LGBT bireylerin kendi memleketlerinde rahatça yaşamalarını amaçladıklarının altını çizen Sezer, "4 Aktif, 50 gönüllümüz var. Bölgede birçok kişi töre ve namus cinayetlerinden ötürü kimliğini gizli tutuyor. Kimliği deşifre olan kişiler maalesef batı illerine göç ediyor. İkamet etmek için kiralık ve satılık ev bulmakta sıkıntı yaşıyoruz. Bulduğumuz evlere ise polis baskın yapıyor. Polisler, yüksek bir ses ile ‘burada fuhuş yapılıyor' diyorlar. Müşteri kılığına girip, fuhuş yaptığımızı tespit etmeye çalışıyorlar. Bu olaylardan sonra sokağa çıkamıyoruz. Sokağa çıktığımızda şiddet görüyoruz. Arkadaşlarımızın 5'te 3'ü göç ediyor. Göçün önüne geçmek ve toplumda kendimizi kabul ettirmek için örgütlenme çalışmasına girdik ancak büro için bir mekan bulamadık. Osman Baydemir ile sözlü bir görüşmemiz oldu. Halen cevap alamadık kendisini ziyaret edip yardım isteyeceğiz"

 

AİLEM BİLMİYOR

Ölüm korkusundan ötürü kimliğini ailesinden gizleyen Roj isimli gay eşcinselliğin bir hastalık olmadığını söylüyor. Bütün bireyler gibi aynı haklara sahip olmak istediklerinin altını çizen Roj, "Toplumda öğretilmiş cinsiyetçiliğin dışına çıktığımız için mahalle baskısı görüyoruz. Ben Diyarbakır'da birçok kişinin tanıyabileceği bir ailenin mensubuyum. Ailem benim gay olduğumu öğrendiği takdirde büyük sıkıntılar yaşayacağım. Bu nedenle bir süre daha kendimi gizleyeceğim" dedi.

 

TBMM'de bir eşcinsel milletvekili görmek istediklerini söyleyen Roj, yeni anayasadan umutlu olduklarını belirterek: "Sistemin nefret uyandırmayan bir istem olması gerekiyor. Bununla ilgili nefret suçları yasası ve cinsel yönelim-cinsel kimlik ibaresinin anayasada yer almasını istiyoruz.
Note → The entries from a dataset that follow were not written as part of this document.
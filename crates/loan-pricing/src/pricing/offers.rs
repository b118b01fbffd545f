use std::collections::{BTreeSet, HashMap};
use std::sync::Mutex;
use std::time::{Duration, Instant};

use super::domain::{ApplicantId, Lender, LoanOffer};

/// Persistence for computed offers, keyed by applicant.
///
/// `replace_offers` is the only mutation: the previous set for the applicant is
/// dropped and the new set installed as one unit. Callers never observe a mix.
/// A replacement must not commit once its deadline has passed; the store returns
/// [`OfferStoreError::Timeout`] and keeps the previous set instead.
pub trait OfferStore: Send + Sync {
    fn replace_offers(
        &self,
        applicant_id: &ApplicantId,
        offers: Vec<LoanOffer>,
        deadline: WriteDeadline,
    ) -> Result<(), OfferStoreError>;

    fn active_offers(&self, applicant_id: &ApplicantId) -> Result<Vec<LoanOffer>, OfferStoreError>;
}

#[derive(Debug, Clone, PartialEq, thiserror::Error)]
pub enum OfferStoreError {
    #[error("offer store unavailable: {0}")]
    Unavailable(String),
    #[error("offer store call exceeded {0} ms")]
    Timeout(u128),
    #[error("replacement set for {applicant_id} holds more than one {lender} offer")]
    DuplicateLender {
        applicant_id: ApplicantId,
        lender: Lender,
    },
    #[error("offer for {found} cannot be stored under {expected}")]
    ForeignOffer {
        expected: ApplicantId,
        found: ApplicantId,
    },
}

impl OfferStoreError {
    /// Transport failures may succeed on retry; rejected input will not.
    pub fn is_retryable(&self) -> bool {
        matches!(self, Self::Unavailable(_) | Self::Timeout(_))
    }
}

/// Latest instant at which a replacement may still commit.
#[derive(Debug, Clone, Copy)]
pub struct WriteDeadline {
    at: Option<Instant>,
    budget: Duration,
}

impl WriteDeadline {
    /// Deadline `budget` from now. Budgets too large to represent never expire.
    pub fn after(budget: Duration) -> Self {
        Self {
            at: Instant::now().checked_add(budget),
            budget,
        }
    }

    pub fn budget(&self) -> Duration {
        self.budget
    }

    pub fn is_expired(&self) -> bool {
        self.at.is_some_and(|at| Instant::now() >= at)
    }

    /// `Timeout` once the deadline has passed.
    pub fn check(&self) -> Result<(), OfferStoreError> {
        if self.is_expired() {
            Err(OfferStoreError::Timeout(self.budget.as_millis()))
        } else {
            Ok(())
        }
    }
}

/// Checks a replacement set before anything is written.
pub fn validate_replacement(
    applicant_id: &ApplicantId,
    offers: &[LoanOffer],
) -> Result<(), OfferStoreError> {
    let mut seen = BTreeSet::new();
    for offer in offers {
        if &offer.applicant_id != applicant_id {
            return Err(OfferStoreError::ForeignOffer {
                expected: applicant_id.clone(),
                found: offer.applicant_id.clone(),
            });
        }
        if !seen.insert(offer.lender) {
            return Err(OfferStoreError::DuplicateLender {
                applicant_id: applicant_id.clone(),
                lender: offer.lender,
            });
        }
    }
    Ok(())
}

/// Process-local store. The whole map sits behind one mutex, so a replacement is
/// staged outside it and swapped in with a single insert.
#[derive(Debug, Default)]
pub struct InMemoryOfferStore {
    offers: Mutex<HashMap<ApplicantId, Vec<LoanOffer>>>,
}

impl InMemoryOfferStore {
    pub fn new() -> Self {
        Self::default()
    }

    fn lock(
        &self,
    ) -> Result<std::sync::MutexGuard<'_, HashMap<ApplicantId, Vec<LoanOffer>>>, OfferStoreError>
    {
        self.offers
            .lock()
            .map_err(|_| OfferStoreError::Unavailable("offer store mutex poisoned".to_string()))
    }
}

impl OfferStore for InMemoryOfferStore {
    fn replace_offers(
        &self,
        applicant_id: &ApplicantId,
        mut offers: Vec<LoanOffer>,
        deadline: WriteDeadline,
    ) -> Result<(), OfferStoreError> {
        validate_replacement(applicant_id, &offers)?;
        offers.sort_by_key(|offer| offer.lender);

        let mut guard = self.lock()?;
        deadline.check()?;
        if offers.is_empty() {
            guard.remove(applicant_id);
        } else {
            guard.insert(applicant_id.clone(), offers);
        }
        Ok(())
    }

    fn active_offers(&self, applicant_id: &ApplicantId) -> Result<Vec<LoanOffer>, OfferStoreError> {
        let guard = self.lock()?;
        Ok(guard.get(applicant_id).cloned().unwrap_or_default())
    }
}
Diyarbakır'da yapılan anayasa platformu toplantısında taleplerimizi ilettik "diye konuştu.

 

Ailesinden yaşadığı sorunlardan ötürü Edirne'den 2007 yılında Diyarbakır'a yerleşen LGBT üyesi Ümit, ise Diyarbakır'daki arkadaşlarına destek olmak için zorluğa göğüs gerdiklerini söyledi. (gazete diyarbakir)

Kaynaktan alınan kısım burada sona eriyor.